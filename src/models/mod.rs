//! Data models for the parallel runner
//!
//! Test units going in, parsed result documents coming out.

mod document;
mod unit;

pub use document::{
    CaseNode, Defect, DefectKind, FeedbackItem, ResultDocument, SuiteChild, SuiteNode, Tier,
    Totals,
};
pub use unit::{FrameworkOption, Invocation, ScratchDir, TestUnit, UnitKind};
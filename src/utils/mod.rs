//! Utility functions

pub mod logger;
pub mod timer;
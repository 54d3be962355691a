//! Run record storage
//!
//! Keeps one JSON record per finished run in a results directory.

use anyhow::{Context, Result};
use chrono::{DateTime, Utc};
use serde::{Deserialize, Serialize};
use std::fs::{self, File};
use std::io::{BufReader, BufWriter, Write};
use std::path::{Path, PathBuf};
use tracing::{debug, info};

use crate::models::{SuiteNode, Totals};

/// Persisted summary of one run
#[derive(Clone, Debug, Serialize, Deserialize)]
pub struct RunRecord {
    /// Unique run ID
    pub id: String,

    /// Timestamp when the run started
    pub started_at: DateTime<Utc>,

    /// Timestamp when the run finished
    pub finished_at: DateTime<Utc>,

    /// Test binary that was run
    pub binary: String,

    /// Number of worker processes
    pub processes: usize,

    /// Seed used to shuffle units, if any
    pub seed: Option<u64>,

    /// Process exit code of the run
    pub exit_code: i32,

    /// Cumulative totals
    pub totals: Totals,

    /// One entry per test file
    pub suites: Vec<SuiteSummary>,

    /// Environment info
    pub environment: EnvironmentInfo,
}

/// Counts of one flattened suite
#[derive(Clone, Debug, Serialize, Deserialize)]
pub struct SuiteSummary {
    pub name: String,
    pub file: String,
    pub tests: u64,
    pub assertions: u64,
    pub failures: u64,
    pub errors: u64,
    pub warnings: u64,
    pub skipped: u64,
    pub time: f64,
}

impl From<&SuiteNode> for SuiteSummary {
    fn from(suite: &SuiteNode) -> Self {
        Self {
            name: suite.name.clone(),
            file: suite.file.clone(),
            tests: suite.tests,
            assertions: suite.assertions,
            failures: suite.failures,
            errors: suite.errors,
            warnings: suite.warnings,
            skipped: suite.skipped,
            time: suite.time,
        }
    }
}

/// Environment information
#[derive(Clone, Debug, Serialize, Deserialize)]
pub struct EnvironmentInfo {
    /// Operating system
    pub os: String,

    /// Architecture
    pub arch: String,

    /// Tool version
    pub tool_version: String,
}

impl Default for EnvironmentInfo {
    fn default() -> Self {
        Self {
            os: std::env::consts::OS.to_string(),
            arch: std::env::consts::ARCH.to_string(),
            tool_version: env!("CARGO_PKG_VERSION").to_string(),
        }
    }
}

impl RunRecord {
    /// Start a record for a run about to begin
    pub fn new(id: impl Into<String>, binary: impl Into<String>, processes: usize) -> Self {
        let now = Utc::now();
        Self {
            id: id.into(),
            started_at: now,
            finished_at: now,
            binary: binary.into(),
            processes,
            seed: None,
            exit_code: 0,
            totals: Totals::default(),
            suites: Vec::new(),
            environment: EnvironmentInfo::default(),
        }
    }

    pub fn with_seed(mut self, seed: Option<u64>) -> Self {
        self.seed = seed;
        self
    }

    /// Fill in the outcome of the run
    pub fn finish(&mut self, exit_code: i32, totals: Totals, suites: &[SuiteNode]) {
        self.finished_at = Utc::now();
        self.exit_code = exit_code;
        self.totals = totals;
        self.suites = suites.iter().map(SuiteSummary::from).collect();
    }

    /// Wall-clock duration in seconds
    pub fn duration_secs(&self) -> f64 {
        (self.finished_at - self.started_at).num_milliseconds() as f64 / 1000.0
    }
}

/// Generate unique run ID
pub fn generate_run_id() -> String {
    let timestamp = Utc::now().format("%Y%m%d_%H%M%S");
    let random: u32 = rand::random::<u32>() % 10000;
    format!("{timestamp}_{random:04}")
}

/// Results storage manager
pub struct ResultsStorage {
    /// Base directory for run records
    base_dir: PathBuf,
}

impl ResultsStorage {
    /// Create a new results storage
    pub fn new(base_dir: impl Into<PathBuf>) -> Self {
        Self {
            base_dir: base_dir.into(),
        }
    }

    /// Create with default directory
    pub fn default_dir() -> Self {
        let base_dir = dirs::data_dir()
            .unwrap_or_else(|| PathBuf::from("."))
            .join("parasuite")
            .join("runs");
        Self::new(base_dir)
    }

    pub fn base_dir(&self) -> &Path {
        &self.base_dir
    }

    fn run_path(&self, run_id: &str) -> PathBuf {
        self.base_dir.join(format!("{run_id}.json"))
    }

    /// Save a run record
    pub fn save(&self, run: &RunRecord) -> Result<PathBuf> {
        fs::create_dir_all(&self.base_dir).with_context(|| {
            format!("Failed to create results directory {}", self.base_dir.display())
        })?;

        let path = self.run_path(&run.id);
        let file = File::create(&path).context("Failed to create run record")?;
        let mut writer = BufWriter::new(file);

        serde_json::to_writer_pretty(&mut writer, run).context("Failed to write run record")?;
        writer.flush().context("Failed to write run record")?;

        info!("Saved run record to {}", path.display());
        Ok(path)
    }

    /// Load a run record by ID
    pub fn load(&self, run_id: &str) -> Result<RunRecord> {
        let path = self.run_path(run_id);
        let run = self.load_from_path(&path)?;
        debug!("Loaded run record from {}", path.display());
        Ok(run)
    }

    /// Load from a specific path
    pub fn load_from_path(&self, path: &Path) -> Result<RunRecord> {
        let file = File::open(path)
            .with_context(|| format!("Failed to open run record {}", path.display()))?;
        let reader = BufReader::new(file);
        serde_json::from_reader(reader).context("Failed to parse run record")
    }

    /// All stored runs, newest first. Unreadable records are skipped.
    pub fn list(&self) -> Result<Vec<RunRecord>> {
        if !self.base_dir.exists() {
            return Ok(Vec::new());
        }

        let mut runs = Vec::new();
        for entry in fs::read_dir(&self.base_dir)? {
            let entry = entry?;
            let path = entry.path();

            if path.extension().map(|e| e == "json").unwrap_or(false) {
                match self.load_from_path(&path) {
                    Ok(run) => runs.push(run),
                    Err(e) => {
                        debug!("Failed to load {}: {}", path.display(), e);
                    }
                }
            }
        }

        runs.sort_by(|a, b| b.started_at.cmp(&a.started_at));
        Ok(runs)
    }

    /// Most recent run, if any
    pub fn latest(&self) -> Result<Option<RunRecord>> {
        Ok(self.list()?.into_iter().next())
    }
}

════

• [DESCRIPTION OF THE TASK]: Exactly and only the lines from the line containing "let path = self.run_path(&run.id);" through the last line of the entries should be copied, both ends included.

• [ANSWER TO THIS EXERCISE]:
        let path = self.run_path(&run.id);
        let file = File::create(&path).context("Failed to create run record")?;
        let mut writer = BufWriter::new(file);

        serde_json::to_writer_pretty(&mut writer, run).context("Failed to write run record")?;
        writer.flush().context("Failed to write run record")?;

        info!("Saved run record to {}", path.display());
        Ok(path)
    }

    /// Load a run record by ID
    pub fn load(&self, run_id: &str) -> Result<RunRecord> {
        let path = self.run_path(run_id);
        let run = self.load_from_path(&path)?;
        debug!("Loaded run record from {}", path.display());
        Ok(run)
    }

    /// Load from a specific path
    pub fn load_from_path(&self, path: &Path) -> Result<RunRecord> {
        let file = File::open(path)
            .with_context(|| format!("Failed to open run record {}", path.display()))?;
        let reader = BufReader::new(file);
        serde_json::from_reader(reader).context("Failed to parse run record")
    }

    /// All stored runs, newest first. Unreadable records are skipped.
    pub fn list(&self) -> Result<Vec<RunRecord>> {
        if !self.base_dir.exists() {
            return Ok(Vec::new());
        }

        let mut runs = Vec::new();
        for entry in fs::read_dir(&self.base_dir)? {
            let entry = entry?;
            let path = entry.path();

            if path.extension().map(|e| e == "json").unwrap_or(false) {
                match self.load_from_path(&path) {
                    Ok(run) => runs.push(run),
                    Err(e) => {
                        debug!("Failed to load {}: {}", path.display(), e);
                    }
                }
            }
        }

        runs.sort_by(|a, b| b.started_at.cmp(&a.started_at));
        Ok(runs)
    }

    /// Most recent run, if any
    pub fn latest(&self) -> Result<Option<RunRecord>> {
        Ok(self.list()?.into_iter().next())
    }
}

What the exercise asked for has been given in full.